Singer Cory Wells on Three Dog Night's new platinum record; just saying no: interview

wtatangelo@bradenton.comJune 28, 2012 

Three Dog Night's amazing six-year run of hit singles finally dried up in 1975 but the songs recorded during that period endure.

"Mama Told Me (Not to Come)," "Joy to the World" and "One" are just several of the rock/pop classics found on "The Best of Three Dog Night: 20th Century Masters."

Released more a decade ago, the album reached No. 11 earlier this year on Billboard's Top Pop Catalog chart and recently earned certification for a million sales.

That means a fresh platinum record for the original band members.

"I need it," said founding singer Cory Wells when he called from his Los Angeles home. "Most of my stuff got burned in the Malibu fire of 1993."

The 70-year-old has no idea why his band's greatest hits compilation has become a best-seller.

"If I knew that secret, I would put out a lot more (records)," he said. "Maybe it's just because we are working, people are seeing us, seeing that we still breathe."

Three Dog Night takes the stage around 7 p.m. Wednesday to headline Palmetto's free Independence Day party.
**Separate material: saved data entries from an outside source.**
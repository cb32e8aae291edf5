use axum::{
    extract::State,
    routing::get,
    Router,
};
use tracing::{info, instrument};

use super::dto::UpdateProfileRequest;
use super::repo::{Profile, ProfilePatch};
use crate::{
    auth::extractors::Identity,
    envelope::{ack, Ack},
    error::{AppError, AppResult},
    extract::Json,
    state::AppState,
};

pub fn profile_routes() -> Router<AppState> {
    Router::new().route("/profile", get(get_profile).put(put_profile))
}

#[instrument(skip(state))]
pub async fn get_profile(
    State(state): State<AppState>,
    Identity(user_id): Identity,
) -> AppResult<Json<Profile>> {
    let profile = Profile::find(&state.db, user_id)
        .await?
        .unwrap_or_else(|| Profile::placeholder(user_id));
    Ok(Json(profile))
}

#[instrument(skip(state, body))]
pub async fn put_profile(
    State(state): State<AppState>,
    Identity(user_id): Identity,
    Json(body): Json<UpdateProfileRequest>,
) -> AppResult<Json<Ack>> {
    let patch = ProfilePatch {
        display_name: body.display_name,
        email: body
            .email
            .map(|e| e.map(|e| e.trim().to_lowercase()).filter(|e| !e.is_empty())),
        avatar_url: body.avatar_url,
        bio: body.bio,
    };
    if patch.is_empty() {
        return Err(AppError::validation("no fields"));
    }

    patch.apply(&state.db, user_id).await?;
    info!(user_id, "profile saved");
    Ok(ack())
}
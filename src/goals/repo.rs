use anyhow::Context;
use serde::Serialize;
use sqlx::{FromRow, PgPool};

#[derive(Debug, Clone, Serialize, FromRow)]
pub struct Goal {
    pub user_id: i64,
    pub progress: f64,
}

pub async fn find(db: &PgPool, user_id: i64) -> anyhow::Result<Option<Goal>> {
    let row = sqlx::query_as::<_, Goal>("SELECT user_id, progress FROM goals WHERE user_id = $1")
        .bind(user_id)
        .fetch_optional(db)
        .await
        .context("find goal")?;
    Ok(row)
}

pub async fn upsert(db: &PgPool, user_id: i64, progress: f64) -> anyhow::Result<()> {
    sqlx::query(
        r#"
        INSERT INTO goals (user_id, progress)
        VALUES ($1, $2)
        ON CONFLICT (user_id) DO UPDATE SET progress = EXCLUDED.progress
        "#,
    )
    .bind(user_id)
    .bind(progress)
    .execute(db)
    .await
    .context("upsert goal")?;
    Ok(())
}
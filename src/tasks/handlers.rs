use axum::{
    extract::State,
    http::StatusCode,
    routing::{get, put},
    Router,
};
use tracing::instrument;

use super::dto::{CreateTaskRequest, UpdateTaskRequest};
use super::repo::{self, Task};
use crate::{
    auth::extractors::Identity,
    coerce::{parse_date, parse_date_opt},
    envelope::{self, Created, Deleted, Updated},
    error::{AppError, AppResult},
    extract::{Json, Path},
    patch::Patch,
    state::AppState,
};

pub fn task_routes() -> Router<AppState> {
    Router::new()
        .route("/tasks", get(list_tasks).post(create_task))
        .route("/tasks/:id", put(update_task).delete(delete_task))
}

#[instrument(skip(state))]
pub async fn list_tasks(
    State(state): State<AppState>,
    Identity(user_id): Identity,
) -> AppResult<Json<Vec<Task>>> {
    Ok(Json(repo::list_by_user(&state.db, user_id).await?))
}

#[instrument(skip(state, body))]
pub async fn create_task(
    State(state): State<AppState>,
    Identity(user_id): Identity,
    Json(body): Json<CreateTaskRequest>,
) -> AppResult<(StatusCode, Json<Created>)> {
    let title = body.title.as_deref().map(str::trim).unwrap_or_default();
    if title.is_empty() {
        return Err(AppError::validation("title required"));
    }
    let due_date = parse_date_opt(body.due_date.as_deref(), "due_date")?;
    let id = repo::insert(&state.db, user_id, title, body.urgency.unwrap_or(1), due_date).await?;
    Ok(envelope::created(id))
}

#[instrument(skip(state, body))]
pub async fn update_task(
    State(state): State<AppState>,
    Identity(user_id): Identity,
    Path(id): Path<i64>,
    Json(body): Json<UpdateTaskRequest>,
) -> AppResult<Json<Updated>> {
    let title = match body.title.map(|t| t.trim().to_string()) {
        Some(t) if t.is_empty() => return Err(AppError::validation("title must not be empty")),
        other => other,
    };
    let due_date = body
        .due_date
        .map(|d| d.map(|d| parse_date(&d, "due_date")).transpose())
        .transpose()?;

    let mut patch = Patch::update("tasks");
    patch
        .set("title", title)
        .set("urgency", body.urgency)
        .set("due_date", due_date)
        .set("done", body.done);
    if patch.is_empty() {
        return Err(AppError::validation("no fields to update"));
    }

    envelope::updated(patch.execute(&state.db, user_id, id).await?)
}

#[instrument(skip(state))]
pub async fn delete_task(
    State(state): State<AppState>,
    Identity(user_id): Identity,
    Path(id): Path<i64>,
) -> AppResult<Json<Deleted>> {
    envelope::deleted(repo::delete(&state.db, user_id, id).await?)
}
use serde::{Deserialize, Serialize};
use time::PrimitiveDateTime;

use super::services::{Current, Ratios};
use crate::{coerce, patch::nullable};

#[derive(Debug, Default, Deserialize)]
pub struct DayQuery {
    pub date: Option<String>,
}

/// Ratios as sent by clients; anything missing counts as 0.
#[derive(Debug, Default, Deserialize)]
pub struct RatiosInput {
    pub veg: Option<f64>,
    pub carb: Option<f64>,
    pub protein: Option<f64>,
}

impl From<RatiosInput> for Ratios {
    fn from(r: RatiosInput) -> Self {
        Ratios {
            veg: r.veg.unwrap_or(0.0),
            carb: r.carb.unwrap_or(0.0),
            protein: r.protein.unwrap_or(0.0),
        }
    }
}

/// Older clients send `{"goal": {...}}` to `PUT /nutrients`.
#[derive(Debug, Default, Deserialize)]
pub struct LegacyPutRequest {
    #[serde(default, deserialize_with = "nullable")]
    pub goal: Option<Option<RatiosInput>>,
}

impl LegacyPutRequest {
    /// `None` when the body has no `goal` key; `"goal": null` counts as `{}`.
    pub fn into_goal(self) -> Option<RatiosInput> {
        self.goal.map(Option::unwrap_or_default)
    }
}

#[derive(Debug, Serialize)]
pub struct GoalView {
    #[serde(flatten)]
    pub ratios: Ratios,
    #[serde(serialize_with = "coerce::timestamp_opt::serialize")]
    pub updated_at: Option<PrimitiveDateTime>,
}

#[derive(Debug, Serialize)]
pub struct NutrientsResponse {
    pub current: Current,
    pub goal: GoalView,
}

#[derive(Debug, Default, Deserialize)]
pub struct HistoryQuery {
    pub date: Option<String>,
    pub limit: Option<i64>,
}

/// Either `food_id` (+ optional `amount_g`, default 100) or raw macro grams.
#[derive(Debug, Default, Deserialize)]
pub struct CreateHistoryRequest {
    pub food_id: Option<i64>,
    pub amount_g: Option<f64>,
    pub name: Option<String>,
    pub veg_g: Option<f64>,
    pub carb_g: Option<f64>,
    pub protein_g: Option<f64>,
    pub eaten_at: Option<String>,
    pub note: Option<String>,
}

#[derive(Debug, Default, Deserialize)]
pub struct UpdateHistoryRequest {
    #[serde(default, deserialize_with = "nullable")]
    pub name: Option<Option<String>>,
    pub veg_g: Option<f64>,
    pub carb_g: Option<f64>,
    pub protein_g: Option<f64>,
    #[serde(default, deserialize_with = "nullable")]
    pub amount_g: Option<Option<f64>>,
    #[serde(default, deserialize_with = "nullable")]
    pub note: Option<Option<String>>,
    pub eaten_at: Option<String>,
}
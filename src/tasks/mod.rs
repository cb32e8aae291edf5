use crate::state::AppState;
use axum::Router;

mod dto;
pub mod handlers;
pub mod repo;

pub fn router() -> Router<AppState> {
    handlers::task_routes()
}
Founding members Wells and Danny Hutton will be sharing lead vocals just as they have done since 1968.

Original keyboardist Jimmy Greenspoon and guitarist Michael Allsup, with Paul Kingery (bass and vocals) and Pat Bautz (drums), complete the lineup.

The other original singer, Chuck Negron, was let go from the band in the 1980s while battling a drug addiction hat left him broke and on the streets. Sober since the early 1990s, Negron has maintained a solo career.

"He's set and we're set," Wells said. "I'm never going to go back to those days again."

Hutton also famously partied during the 1970s before cleaning up.

"One thing is I wish I wouldn't have been so high so I could remember more," Hutton told the Bradenton Heraldd in 2004.

"I never got into smack (heroin) at the time, just the stuff everybody else was doing that we didn't think was addictive ... Let's put it this way, I was a bachelor then in a big, famous rock 'n' roll band and I made the most of it."

Family man Wells never fell victim to the rock 'n' roll lifestyle.

"My mother was solid, with grounded, good values and I listened to her," he said. "I kept those values and was very determined in what I wanted to do."

Wells maintained he wasn't driven by fame or money.

"I absolutely love music," he said. "I would sing and do music for $10,000 or a dollar."